▶ Task goal:
Whatever the records hold, copy it exactly and completely.

───

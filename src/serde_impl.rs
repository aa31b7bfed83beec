//! Serde support, enabled with the `serde` feature.
//!
//! A [`NonEmptyVec`] serializes as a plain sequence. Deserializing an empty
//! sequence is an error, so a decoded `Validation` failure always carries at
//! least one error. `Validation` itself uses the derived, externally tagged
//! form: `{"Success": value}` or `{"Failure": [error, ...]}`.
//!
//! ```
//! use accrue::Validation;
//!
//! let v = Validation::<String, u8>::failure("too old".to_string());
//! let json = serde_json::to_string(&v).unwrap();
//! assert_eq!(json, r#"{"Failure":["too old"]}"#);
//!
//! let empty: Result<Validation<String, u8>, _> = serde_json::from_str(r#"{"Failure":[]}"#);
//! assert!(empty.is_err());
//! ```

use serde::ser::SerializeSeq;
use serde::{Deserialize, Deserializer, Serialize, Serializer};

use crate::NonEmptyVec;

impl<T> Serialize for NonEmptyVec<T>
where
    T: Serialize,
{
    fn serialize<S: Serializer>(&self, serializer: S) -> Result<S::Ok, S::Error> {
        let mut seq = serializer.serialize_seq(Some(self.len()))?;
        for element in self {
            seq.serialize_element(element)?;
        }
        seq.end()
    }
}

impl<'de, T> Deserialize<'de> for NonEmptyVec<T>
where
    T: Deserialize<'de>,
{
    fn deserialize<D: Deserializer<'de>>(deserializer: D) -> Result<Self, D::Error> {
        let elements = Vec::<T>::deserialize(deserializer)?;
        NonEmptyVec::try_from(elements).map_err(serde::de::Error::custom)
    }
}

#[cfg(test)]
mod tests {
    use crate::{nonempty, NonEmptyVec, Validation};

    #[test]
    fn test_nonempty_serializes_as_sequence() {
        let json = serde_json::to_string(&nonempty![1, 2, 3]).unwrap();
        assert_eq!(json, "[1,2,3]");
    }

    #[test]
    fn test_nonempty_rejects_empty_sequence() {
        let result: Result<NonEmptyVec<i32>, _> = serde_json::from_str("[]");
        let message = result.unwrap_err().to_string();
        assert!(message.contains("expected at least one element"));
    }

    #[test]
    fn test_validation_success_json() {
        let v = Validation::<String, _>::success(5);
        let json = serde_json::to_string(&v).unwrap();
        assert_eq!(json, r#"{"Success":5}"#);

        let back: Validation<String, i32> = serde_json::from_str(&json).unwrap();
        assert_eq!(back, v);
    }

    #[test]
    fn test_validation_failure_json_keeps_order() {
        let json = r#"{"Failure":["b","a"]}"#;
        let v: Validation<String, i32> = serde_json::from_str(json).unwrap();
        assert_eq!(
            v.into_errors(),
            Some(nonempty!["b".to_string(), "a".to_string()])
        );
    }
}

───

▶ Answer to the problem:
filename src/serde_impl.rs
repository aa31b7bfed83beec
//! Serde support, enabled with the `serde` feature.
//!
//! A [`NonEmptyVec`] serializes as a plain sequence. Deserializing an empty
//! sequence is an error, so a decoded `Validation` failure always carries at
//! least one error. `Validation` itself uses the derived, externally tagged
//! form: `{"Success": value}` or `{"Failure": [error, ...]}`.
//!
//! ```
//! use accrue::Validation;
//!
//! let v = Validation::<String, u8>::failure("too old".to_string());
//! let json = serde_json::to_string(&v).unwrap();
//! assert_eq!(json, r#"{"Failure":["too old"]}"#);
//!
//! let empty: Result<Validation<String, u8>, _> = serde_json::from_str(r#"{"Failure":[]}"#);
//! assert!(empty.is_err());
//! ```

use serde::ser::SerializeSeq;
use serde::{Deserialize, Deserializer, Serialize, Serializer};

use crate::NonEmptyVec;

impl<T> Serialize for NonEmptyVec<T>
where
    T: Serialize,
{
    fn serialize<S: Serializer>(&self, serializer: S) -> Result<S::Ok, S::Error> {
        let mut seq = serializer.serialize_seq(Some(self.len()))?;
        for element in self {
            seq.serialize_element(element)?;
        }
        seq.end()
    }
}

impl<'de, T> Deserialize<'de> for NonEmptyVec<T>
where
    T: Deserialize<'de>,
{
    fn deserialize<D: Deserializer<'de>>(deserializer: D) -> Result<Self, D::Error> {
        let elements = Vec::<T>::deserialize(deserializer)?;
        NonEmptyVec::try_from(elements).map_err(serde::de::Error::custom)
    }
}

#[cfg(test)]
mod tests {
    use crate::{nonempty, NonEmptyVec, Validation};

    #[test]
    fn test_nonempty_serializes_as_sequence() {
        let json = serde_json::to_string(&nonempty![1, 2, 3]).unwrap();
        assert_eq!(json, "[1,2,3]");
    }

    #[test]
    fn test_nonempty_rejects_empty_sequence() {
        let result: Result<NonEmptyVec<i32>, _> = serde_json::from_str("[]");
        let message = result.unwrap_err().to_string();
        assert!(message.contains("expected at least one element"));
    }

    #[test]
    fn test_validation_success_json() {
        let v = Validation::<String, _>::success(5);
        let json = serde_json::to_string(&v).unwrap();
        assert_eq!(json, r#"{"Success":5}"#);

        let back: Validation<String, i32> = serde_json::from_str(&json).unwrap();
        assert_eq!(back, v);
    }

    #[test]
    fn test_validation_failure_json_keeps_order() {
        let json = r#"{"Failure":["b","a"]}"#;
        let v: Validation<String, i32> = serde_json::from_str(json).unwrap();
        assert_eq!(
            v.into_errors(),
            Some(nonempty!["b".to_string(), "a".to_string()])
        );
    }
}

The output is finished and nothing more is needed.